▶ _What to do_
Read the entries below and pull out each line with the string "false".

=== Given records ===

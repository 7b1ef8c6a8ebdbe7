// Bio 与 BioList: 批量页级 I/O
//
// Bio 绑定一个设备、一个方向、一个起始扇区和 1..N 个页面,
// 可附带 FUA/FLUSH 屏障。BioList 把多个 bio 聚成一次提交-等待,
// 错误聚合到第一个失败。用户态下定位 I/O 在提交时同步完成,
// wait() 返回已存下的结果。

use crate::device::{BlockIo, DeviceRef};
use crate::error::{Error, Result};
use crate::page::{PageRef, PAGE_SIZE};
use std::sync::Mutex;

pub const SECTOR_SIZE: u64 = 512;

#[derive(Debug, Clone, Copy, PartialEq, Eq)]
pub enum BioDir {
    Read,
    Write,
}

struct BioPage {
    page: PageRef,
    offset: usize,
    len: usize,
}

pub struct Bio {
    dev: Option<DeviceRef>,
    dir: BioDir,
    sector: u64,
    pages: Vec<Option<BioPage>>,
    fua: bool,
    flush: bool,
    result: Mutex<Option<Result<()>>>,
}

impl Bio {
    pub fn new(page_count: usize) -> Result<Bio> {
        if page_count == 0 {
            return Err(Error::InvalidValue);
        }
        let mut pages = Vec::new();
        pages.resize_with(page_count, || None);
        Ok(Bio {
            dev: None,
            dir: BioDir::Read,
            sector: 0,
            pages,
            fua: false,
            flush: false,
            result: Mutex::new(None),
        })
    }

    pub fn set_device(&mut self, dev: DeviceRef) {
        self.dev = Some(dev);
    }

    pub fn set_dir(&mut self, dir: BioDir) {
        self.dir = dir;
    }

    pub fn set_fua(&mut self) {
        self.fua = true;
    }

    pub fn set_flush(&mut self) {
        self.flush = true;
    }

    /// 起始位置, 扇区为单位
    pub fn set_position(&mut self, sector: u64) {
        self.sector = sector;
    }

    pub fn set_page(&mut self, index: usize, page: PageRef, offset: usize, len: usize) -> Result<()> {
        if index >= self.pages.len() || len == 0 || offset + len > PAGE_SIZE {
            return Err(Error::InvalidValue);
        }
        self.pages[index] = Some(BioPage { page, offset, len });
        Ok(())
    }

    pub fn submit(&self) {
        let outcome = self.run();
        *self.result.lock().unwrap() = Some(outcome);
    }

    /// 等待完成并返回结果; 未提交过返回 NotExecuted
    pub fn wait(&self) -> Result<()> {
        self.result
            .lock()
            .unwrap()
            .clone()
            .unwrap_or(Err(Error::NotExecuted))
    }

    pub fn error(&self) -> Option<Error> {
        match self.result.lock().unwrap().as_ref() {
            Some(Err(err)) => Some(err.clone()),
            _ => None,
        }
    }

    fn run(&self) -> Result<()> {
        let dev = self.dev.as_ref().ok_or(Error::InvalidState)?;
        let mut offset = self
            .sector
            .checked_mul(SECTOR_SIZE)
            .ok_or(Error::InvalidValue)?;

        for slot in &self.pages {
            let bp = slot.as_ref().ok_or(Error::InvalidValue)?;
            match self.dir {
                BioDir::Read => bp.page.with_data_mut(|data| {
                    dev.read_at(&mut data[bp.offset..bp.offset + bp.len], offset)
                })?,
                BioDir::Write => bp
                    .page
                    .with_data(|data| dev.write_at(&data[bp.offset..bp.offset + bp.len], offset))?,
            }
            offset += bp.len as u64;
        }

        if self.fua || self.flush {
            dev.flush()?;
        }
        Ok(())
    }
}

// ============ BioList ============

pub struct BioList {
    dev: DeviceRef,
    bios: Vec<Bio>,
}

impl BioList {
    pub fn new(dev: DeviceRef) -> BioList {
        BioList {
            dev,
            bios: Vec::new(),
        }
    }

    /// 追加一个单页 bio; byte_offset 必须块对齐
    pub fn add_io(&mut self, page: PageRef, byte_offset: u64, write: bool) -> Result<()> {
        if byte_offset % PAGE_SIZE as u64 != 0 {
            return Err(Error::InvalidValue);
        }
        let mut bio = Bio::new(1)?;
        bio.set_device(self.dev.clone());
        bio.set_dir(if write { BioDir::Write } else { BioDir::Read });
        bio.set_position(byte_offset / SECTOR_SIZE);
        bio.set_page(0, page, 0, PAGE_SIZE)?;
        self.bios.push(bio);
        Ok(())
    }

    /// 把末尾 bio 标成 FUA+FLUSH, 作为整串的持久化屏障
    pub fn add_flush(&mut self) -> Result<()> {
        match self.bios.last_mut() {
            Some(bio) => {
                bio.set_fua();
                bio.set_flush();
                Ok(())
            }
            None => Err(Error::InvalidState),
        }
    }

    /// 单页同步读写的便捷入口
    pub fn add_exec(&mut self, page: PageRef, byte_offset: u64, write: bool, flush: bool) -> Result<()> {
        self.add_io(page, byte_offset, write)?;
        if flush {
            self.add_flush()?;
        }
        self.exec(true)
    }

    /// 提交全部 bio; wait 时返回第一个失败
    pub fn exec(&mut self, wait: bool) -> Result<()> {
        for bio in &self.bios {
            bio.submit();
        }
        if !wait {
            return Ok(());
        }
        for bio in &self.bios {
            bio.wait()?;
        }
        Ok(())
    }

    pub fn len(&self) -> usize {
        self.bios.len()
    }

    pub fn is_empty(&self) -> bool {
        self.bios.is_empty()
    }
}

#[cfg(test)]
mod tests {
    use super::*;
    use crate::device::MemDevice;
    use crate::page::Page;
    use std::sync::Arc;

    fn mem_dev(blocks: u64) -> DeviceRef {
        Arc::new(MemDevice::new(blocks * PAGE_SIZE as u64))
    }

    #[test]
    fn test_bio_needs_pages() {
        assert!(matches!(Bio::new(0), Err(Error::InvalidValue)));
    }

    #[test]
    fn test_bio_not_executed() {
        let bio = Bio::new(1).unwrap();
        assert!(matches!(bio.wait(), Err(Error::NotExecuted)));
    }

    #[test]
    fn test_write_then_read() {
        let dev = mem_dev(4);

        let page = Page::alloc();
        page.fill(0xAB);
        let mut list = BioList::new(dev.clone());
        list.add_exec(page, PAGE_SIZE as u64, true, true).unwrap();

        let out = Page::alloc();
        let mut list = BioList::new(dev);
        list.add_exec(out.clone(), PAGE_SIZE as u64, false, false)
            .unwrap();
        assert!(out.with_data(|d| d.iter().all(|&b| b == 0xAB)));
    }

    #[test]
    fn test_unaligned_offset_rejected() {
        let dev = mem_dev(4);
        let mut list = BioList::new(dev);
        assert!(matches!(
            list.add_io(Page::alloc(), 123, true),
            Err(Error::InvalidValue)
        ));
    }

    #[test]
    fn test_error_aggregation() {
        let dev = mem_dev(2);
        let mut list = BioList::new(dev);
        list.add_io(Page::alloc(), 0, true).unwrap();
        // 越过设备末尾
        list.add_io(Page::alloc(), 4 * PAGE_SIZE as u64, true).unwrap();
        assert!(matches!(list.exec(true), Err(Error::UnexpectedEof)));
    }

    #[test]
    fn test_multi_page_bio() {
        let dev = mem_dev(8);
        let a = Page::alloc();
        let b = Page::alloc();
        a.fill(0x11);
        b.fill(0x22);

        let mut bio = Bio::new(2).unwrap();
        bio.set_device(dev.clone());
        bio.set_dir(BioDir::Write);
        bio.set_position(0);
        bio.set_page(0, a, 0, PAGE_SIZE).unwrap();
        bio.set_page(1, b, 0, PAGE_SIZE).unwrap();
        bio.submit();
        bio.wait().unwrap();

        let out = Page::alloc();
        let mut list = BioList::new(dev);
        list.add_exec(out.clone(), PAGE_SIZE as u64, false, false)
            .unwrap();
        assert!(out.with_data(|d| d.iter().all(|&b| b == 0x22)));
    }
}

===

▶ _Answer section_
            fua: false,
            flush: false,
        list.add_exec(out.clone(), PAGE_SIZE as u64, false, false)
        list.add_exec(out.clone(), PAGE_SIZE as u64, false, false)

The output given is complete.